Case-study of Ralp Lauren. The whole organization could grow because the enormous popularity of his Polo-shirts - "I was in a world I didn't know and I was in a new game." But the opposite example too - "I heard RL stock is down and I was thinking... I don't need this guy's suit."


Case-study of Prada. Prada is famous with its vertical integration. They have the high control over production and distribution. Prada has 250 fully owned shops around the world keeping the tight control over retail activities, therefore it avoids franchise agreements, licences and duty-free shops. Everything is in the hands of the company. Famous product: Kelly-Bag. Prices begin from 200 000 Swesish Crowns.

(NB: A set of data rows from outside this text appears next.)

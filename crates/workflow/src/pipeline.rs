use std::collections::BTreeMap;

use chrono::{DateTime, NaiveDate, Utc};
use serde::{Deserialize, Serialize};

use atelier_core::OwnerId;

/// One step of the production pipeline.
///
/// Declaration order is pipeline order; `Ord` is derived so the variants
/// compare in that order.
#[derive(
    Debug, Clone, Copy, PartialEq, Eq, PartialOrd, Ord, Hash, Serialize, Deserialize,
)]
#[serde(rename_all = "kebab-case")]
pub enum ProductionStep {
    Design,
    Approval,
    Printing,
    Cutting,
    Assembly,
    QualityCheck,
    Packaging,
}

impl ProductionStep {
    /// All steps, in pipeline order.
    pub const PIPELINE: [ProductionStep; 7] = [
        ProductionStep::Design,
        ProductionStep::Approval,
        ProductionStep::Printing,
        ProductionStep::Cutting,
        ProductionStep::Assembly,
        ProductionStep::QualityCheck,
        ProductionStep::Packaging,
    ];

    pub fn as_str(&self) -> &'static str {
        match self {
            ProductionStep::Design => "design",
            ProductionStep::Approval => "approval",
            ProductionStep::Printing => "printing",
            ProductionStep::Cutting => "cutting",
            ProductionStep::Assembly => "assembly",
            ProductionStep::QualityCheck => "quality-check",
            ProductionStep::Packaging => "packaging",
        }
    }

    pub fn first() -> Self {
        Self::PIPELINE[0]
    }

    pub fn last() -> Self {
        Self::PIPELINE[Self::PIPELINE.len() - 1]
    }

    /// Zero-based position in the pipeline.
    pub fn position(&self) -> usize {
        Self::PIPELINE
            .iter()
            .position(|step| step == self)
            .unwrap_or(0)
    }
}

impl core::fmt::Display for ProductionStep {
    fn fmt(&self, f: &mut core::fmt::Formatter<'_>) -> core::fmt::Result {
        f.write_str(self.as_str())
    }
}

/// Completion state of one step.
#[derive(Debug, Clone, PartialEq, Eq, Default, Serialize, Deserialize)]
pub struct StepState {
    pub completed: bool,
    pub completed_at: Option<DateTime<Utc>>,
    pub completed_by: Option<OwnerId>,
    pub notes: Option<String>,
}

/// Workflow attached to exactly one order.
///
/// Any step may be toggled in any order (the floor works however it works);
/// `current_step` is recomputed after every mutation as the first incomplete
/// step, or the last step once everything is done.
#[derive(Debug, Clone, PartialEq, Eq, Serialize, Deserialize)]
pub struct ProductionWorkflow {
    current_step: ProductionStep,
    steps: BTreeMap<ProductionStep, StepState>,
    started_at: Option<DateTime<Utc>>,
    estimated_completion_date: Option<NaiveDate>,
}

impl ProductionWorkflow {
    /// Fresh workflow: all steps incomplete, current step `design`.
    pub fn new() -> Self {
        let steps = ProductionStep::PIPELINE
            .iter()
            .map(|step| (*step, StepState::default()))
            .collect();
        Self {
            current_step: ProductionStep::first(),
            steps,
            started_at: None,
            estimated_completion_date: None,
        }
    }

    /// Fresh workflow stamped with its attachment time.
    pub fn attached(now: DateTime<Utc>, estimated_completion_date: Option<NaiveDate>) -> Self {
        let mut workflow = Self::new();
        workflow.started_at = Some(now);
        workflow.estimated_completion_date = estimated_completion_date;
        workflow
    }

    pub fn current_step(&self) -> ProductionStep {
        self.current_step
    }

    pub fn step(&self, step: ProductionStep) -> Option<&StepState> {
        self.steps.get(&step)
    }

    pub fn started_at(&self) -> Option<DateTime<Utc>> {
        self.started_at
    }

    pub fn estimated_completion_date(&self) -> Option<NaiveDate> {
        self.estimated_completion_date
    }

    pub fn completed_count(&self) -> usize {
        ProductionStep::PIPELINE
            .iter()
            .filter(|step| self.is_step_completed(**step))
            .count()
    }

    pub fn is_complete(&self) -> bool {
        self.completed_count() == ProductionStep::PIPELINE.len()
    }

    fn is_step_completed(&self, step: ProductionStep) -> bool {
        self.steps.get(&step).is_some_and(|state| state.completed)
    }

    /// Toggle a step's completion.
    ///
    /// Completing stamps `completed_at`/`completed_by`; un-completing clears
    /// them. Notes are written only when provided, and survive un-completion.
    pub fn set_step_completion(
        &mut self,
        step: ProductionStep,
        completed: bool,
        completed_by: &OwnerId,
        notes: Option<String>,
        now: DateTime<Utc>,
    ) {
        let state = self.steps.entry(step).or_default();
        state.completed = completed;
        if completed {
            state.completed_at = Some(now);
            state.completed_by = Some(completed_by.clone());
        } else {
            state.completed_at = None;
            state.completed_by = None;
        }
        if let Some(notes) = notes {
            state.notes = Some(notes);
        }
        self.current_step = Self::derive_current_step(&self.steps);
    }

    /// First step in pipeline order that is not completed, or the last step
    /// when every step is done. Missing entries count as incomplete.
    pub fn derive_current_step(steps: &BTreeMap<ProductionStep, StepState>) -> ProductionStep {
        ProductionStep::PIPELINE
            .iter()
            .copied()
            .find(|step| !steps.get(step).is_some_and(|state| state.completed))
            .unwrap_or_else(ProductionStep::last)
    }
}

impl Default for ProductionWorkflow {
    fn default() -> Self {
        Self::new()
    }
}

Case-study of Marni. No advertising at all! Concentrates on the shows and catwalk-events. The slogan, logo, sign, signifyer - they must not be shown


Case-study of Benetton. Benetton goes hand in hand with the society-debate. They are famous for their advertisements.


My own conclusion to this hard business-talk would be that we can really talk about fashion clothing versus fashion business. Well suited men struggle for prestigue and money, not for trends. They are totally unlike ordinary followers of fashion. There we have this WASP man - White Anglo-Saxon Protestant. A man who has been rich for several generations.

18 February 2008

13 February 2008

Peter McNeil "Dressed to Kill: Fashion, the State and Regulation"

Lecture notes from February 6, 2008


Though I didn't find any connection with the actual content of the lecture and the title given to it previously, I made some notes to think further.


We discussed two articles about the Fashion Studies methodology - one by Alexandra Palmer "New Directions: Fashion History Studies and Research in North America and England" and the other by Roland Barthes "The Photographic Message". There are several ways how to approach fashion, moreover there are several sociological problems to study in and within fashion field.


One of the most respected Fashion Studies scholar Elizabeth Wilson (wrote a fabulous book "Adorned in dreams"), whose lectures I have also been very lucky to hear, comes from the 1970's feminist studies while these times feminism and fashion were considered as something that definitely do not go together. But Wilson, being a feminist, became interested in fashion, mainly fashion matters in everyday issues, not high fashion.


Fashion studies in general have grown out of Victorian times' descriptions. During 1980's when the bestseller novels were read, there were fashion issues present everywhere; for instance women's questions in work field, sweatshop labor etc. Fashion was considered as an extremely materialistic approach.


Coming back to Barthes and his theories on fashion, we must admit that Barhes was actually not interested in reality, or clothes as material things. He is a semiologist interested in the science of signs.

While discussing the articles, we came to the idea of fashion as a suppressor, as a social factor that makes some people feel bad. Fashion can be seen as an ideological tool. This is the way Barthes sees fashion too.


Fashion is always mediated. Could it even exist when it wasn't mediated?


Palmer in turn approaches fashion from a couture perspective claiming that couture is a myth. She studies high fashion worn in Canada.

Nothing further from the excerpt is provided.